Learning Engineering Process

What is Learning Engineering?

Learning Engineering is a process and practice that

  • applies the learning sciences
  • using human-centered and engineering design methodologies and
  • [Iterative] data-informed decision making

to support learners and their learning.

Some practices come from a tradition of learning design disciplines (UXD, ID/ISD, cognitive/ed psych, learning sciences) other parts from science and engineering (systems engineering, feedback loops, computer science, data sciences, psychometrics, motivational sciences, learning sciences).


What does the Learning Engineering process look like?

The parts of the process are likely considered and acted on concurrently. People engaging in this process might be contextually situated within well defined and clearly articulated problem spaces, while others might be operating in diverse and ill-defined spaces. The key is that regardless of where you might fall on this continuum, the process used to develop solutions to enable learners to engage in the learning experience is organized in ways that leverage the process. (Goodell et al., 2020).

Start with the challenge associated with learners and learning. These challenges are often complex and will likely require decisions to be made across multiple levels of the system:

  • Context: What is the contextual setting that the challenge is situated? What are the unique characteristics of the learning environment?
  • Learners: Who are the learners (and stakeholders) identified in the challenge?
  • Team: What skills and knowledge are needed to work on the challenge? The people on the team will differ depending on the challenge or problem to be addressed. It may be a single person with a broad set of skills or an interdisciplinary team of professionals with expertise in range of areas:

Create the solution for the challenge.

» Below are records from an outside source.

use chrono::{DateTime, Local};

use super::food_entry::FoodEntry;
use super::meal_type::MealType;
use super::nutrition::Nutrition;

/// Input gathered before a food is added to the log or the pantry.
#[derive(Debug, Clone, Default)]
pub struct FoodForm {
    pub name: String,
    pub meal_type: MealType,
    pub nutrition: Nutrition,
    /// Photo as a `data:` URI, see [`crate::photo::encode_photo`].
    pub image: Option<String>,
    pub is_pantry: bool,
}

impl FoodForm {
    pub fn new(name: impl Into<String>) -> Self {
        Self {
            name: name.into(),
            ..Default::default()
        }
    }

    pub fn meal_type(mut self, meal_type: MealType) -> Self {
        self.meal_type = meal_type;
        self
    }

    pub fn nutrition(mut self, nutrition: Nutrition) -> Self {
        self.nutrition = nutrition;
        self
    }

    pub fn image(mut self, image: Option<String>) -> Self {
        self.image = image;
        self
    }

    pub fn pantry(mut self) -> Self {
        self.is_pantry = true;
        self
    }

    /// Builds the entry, or `None` when the name is blank.
    ///
    /// The name is trimmed. Pantry forms ignore the selected meal type.
    pub fn build(&self, now: DateTime<Local>) -> Option<FoodEntry> {
        let name = self.name.trim();
        if name.is_empty() {
            return None;
        }

        let entry = if self.is_pantry {
            FoodEntry::pantry(name, now)
        } else {
            FoodEntry::logged(name, self.meal_type, now)
        }
        .with_nutrition(self.nutrition);

        Some(match &self.image {
            Some(image) => entry.with_image(image.clone()),
            None => entry,
        })
    }
}
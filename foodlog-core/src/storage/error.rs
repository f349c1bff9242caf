use std::path::PathBuf;
use thiserror::Error;

use super::StoreKey;

/// Errors that can occur while reading or writing records.
#[derive(Error, Debug)]
pub enum StorageError {
    #[error("I/O error for {}: {}", .0.display(), .1)]
    Io(PathBuf, #[source] std::io::Error),

    #[error("Failed to serialize record '{0}': {1}")]
    Serialize(StoreKey, #[source] serde_json::Error),
}
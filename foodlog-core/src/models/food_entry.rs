use chrono::{DateTime, Local, NaiveDate, NaiveTime, Timelike, Utc};
use serde::{Deserialize, Serialize};
use std::fmt;
use uuid::Uuid;

use super::meal_type::MealType;
use super::nutrition::Nutrition;

/// A logged food, or a pantry item when `is_pantry_item` is set.
///
/// Both kinds live in the same collection. Pantry items never carry a date
/// or time; daily entries always carry both. Use [`FoodEntry::logged`] and
/// [`FoodEntry::pantry`] to build entries that respect this.
#[derive(Debug, Clone, PartialEq, Serialize, Deserialize)]
#[serde(rename_all = "camelCase")]
pub struct FoodEntry {
    pub id: Uuid,
    pub name: String,
    pub meal_type: MealType,
    pub calories: Option<u32>,
    pub protein: Option<u32>,
    pub carbs: Option<u32>,
    pub fat: Option<u32>,
    /// Photo as a `data:` URI.
    pub image: Option<String>,
    #[serde(default, with = "clock_time")]
    pub time: Option<NaiveTime>,
    pub date: Option<NaiveDate>,
    pub timestamp: DateTime<Utc>,
    #[serde(default)]
    pub is_pantry_item: bool,
}

impl FoodEntry {
    /// Creates a daily log entry stamped with the local day and minute of `now`.
    pub fn logged(name: impl Into<String>, meal_type: MealType, now: DateTime<Local>) -> Self {
        let time = NaiveTime::from_hms_opt(now.hour(), now.minute(), 0).unwrap_or(now.time());
        Self {
            id: Uuid::new_v4(),
            name: name.into(),
            meal_type,
            calories: None,
            protein: None,
            carbs: None,
            fat: None,
            image: None,
            time: Some(time),
            date: Some(now.date_naive()),
            timestamp: now.with_timezone(&Utc),
            is_pantry_item: false,
        }
    }

    /// Creates a pantry item. Pantry items are always of type `meal`.
    pub fn pantry(name: impl Into<String>, now: DateTime<Local>) -> Self {
        Self {
            id: Uuid::new_v4(),
            name: name.into(),
            meal_type: MealType::Meal,
            calories: None,
            protein: None,
            carbs: None,
            fat: None,
            image: None,
            time: None,
            date: None,
            timestamp: now.with_timezone(&Utc),
            is_pantry_item: true,
        }
    }

    /// Copies a pantry item into a fresh daily entry with its own id.
    pub fn from_pantry(item: &FoodEntry, meal_type: MealType, now: DateTime<Local>) -> Self {
        let mut entry =
            Self::logged(item.name.clone(), meal_type, now).with_nutrition(item.nutrition());
        entry.image = item.image.clone();
        entry
    }

    pub fn with_nutrition(mut self, nutrition: Nutrition) -> Self {
        self.calories = nutrition.calories;
        self.protein = nutrition.protein;
        self.carbs = nutrition.carbs;
        self.fat = nutrition.fat;
        self
    }

    pub fn with_image(mut self, image: impl Into<String>) -> Self {
        self.image = Some(image.into());
        self
    }

    pub fn nutrition(&self) -> Nutrition {
        Nutrition {
            calories: self.calories,
            protein: self.protein,
            carbs: self.carbs,
            fat: self.fat,
        }
    }

    /// "HH:MM" for daily entries, empty for pantry items.
    pub fn time_label(&self) -> String {
        self.time
            .map(|t| t.format(clock_time::FORMAT).to_string())
            .unwrap_or_default()
    }
}

impl fmt::Display for FoodEntry {
    fn fmt(&self, f: &mut fmt::Formatter<'_>) -> fmt::Result {
        writeln!(f, "{}", self.name)?;
        writeln!(f, "{}", "=".repeat(self.name.chars().count().max(10)))?;

        match (self.date, self.time) {
            (Some(date), Some(_)) => {
                writeln!(f, "{} • {} {}", self.meal_type, date, self.time_label())?
            }
            _ => writeln!(f, "{} • pantry", self.meal_type)?,
        }

        let nutrition = self.nutrition();
        if !nutrition.is_empty() {
            writeln!(f, "\nNutrition: {}", nutrition)?;
        }

        if self.image.is_some() {
            writeln!(f, "Photo: attached")?;
        }

        Ok(())
    }
}

/// Serializes an optional clock time as "HH:MM".
mod clock_time {
    use chrono::NaiveTime;
    use serde::{Deserialize, Deserializer, Serializer};

    pub const FORMAT: &str = "%H:%M";

    pub fn serialize<S>(time: &Option<NaiveTime>, serializer: S) -> Result<S::Ok, S::Error>
    where
        S: Serializer,
    {
        match time {
            Some(t) => serializer.serialize_str(&t.format(FORMAT).to_string()),
            None => serializer.serialize_none(),
        }
    }

    pub fn deserialize<'de, D>(deserializer: D) -> Result<Option<NaiveTime>, D::Error>
    where
        D: Deserializer<'de>,
    {
        let raw: Option<String> = Option::deserialize(deserializer)?;
        raw.map(|s| {
            NaiveTime::parse_from_str(&s, FORMAT)
                .or_else(|_| NaiveTime::parse_from_str(&s, "%H:%M:%S"))
                .map_err(serde::de::Error::custom)
        })
        .transpose()
    }
}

Creation has several components:

  • Design the solution using techniques such as human-centered design, engineering process, learning sciences methods, and/or instructional/learning experience design.
  • Instrument the data. What data will demonstrate how the challenge is improving / progressing / succeeding? Determine where the data will come from, data definitions, measurement methods, measurement instruments, collection methods.
  • Iterate the design. Engage in design-build iterative cycles with the learners and stakeholders.

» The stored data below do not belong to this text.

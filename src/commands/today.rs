use chrono::NaiveDate;
use clap::Args;
use serde_json::json;

use super::render::{entry_line, long_date, print_daily_totals, water_bar};
use super::{FoodJournal, OutputFormat};
use foodlog_core::Nutrition;

/// Today's water and meals
#[derive(Args, Default)]
pub struct TodayCommand {
    /// Output format
    #[arg(long, short, value_enum, default_value = "text")]
    pub format: OutputFormat,
}

impl TodayCommand {
    pub fn run(
        &self,
        journal: &FoodJournal,
        today: NaiveDate,
    ) -> Result<(), Box<dyn std::error::Error>> {
        let water = journal.water(today);
        let entries = journal.today(today);

        match self.format {
            OutputFormat::Json => {
                let output = json!({
                    "date": today,
                    "water": {
                        "intake": water.intake,
                        "goal": water.goal,
                        "progressPercent": water.progress_percent(),
                    },
                    "entries": entries,
                    "totals": Nutrition::total(&entries),
                });
                println!("{}", serde_json::to_string_pretty(&output)?);
            }
            OutputFormat::Text => {
                let title = format!("Today - {}", long_date(today));
                println!("{}", title);
                println!("{}", "=".repeat(title.len()));
                println!();

                println!("Water: {}", water_bar(&water));
                println!();

                println!("Today's Meals");
                println!("{}", "-".repeat(60));
                if entries.is_empty() {
                    println!("  No meals logged yet");
                    println!("  Use 'foodlog meal log <name>' to add your first meal");
                } else {
                    for entry in &entries {
                        println!("{}", entry_line(entry));
                    }
                    print_daily_totals(&entries);
                }
            }
        }

        Ok(())
    }
}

Implement the designed solution in authentic ways and collect data throughout implementation. Iterate the design and implementation of the solution as data is reviewed to determine if the solution is addressing or improving the problem.

Investigate with data analysis to explore outcomes. Results of data analysis will inform the solution’s ability to fully/ideally solve the problem. It may result in iteration on the design, the need for further implementation, or identification of a new problem.

Iterate continuously throughout the process.


References:

Goodell, J. and Koldner, J., editors. (2023). Learning Engineering Toolkit: Evidence-Based Practices from the Learning Sciences, Instructional Design, and Beyond.

Goodell, J., Kessler, A., Kurzweil, D., Koldner, J. (2020.) Competencies of Learning Engineering Teams and Team Members. In IEEE ICICLE proceedings of the 2019 Conference on Learning Engineering, Arlington, VA, May 2019.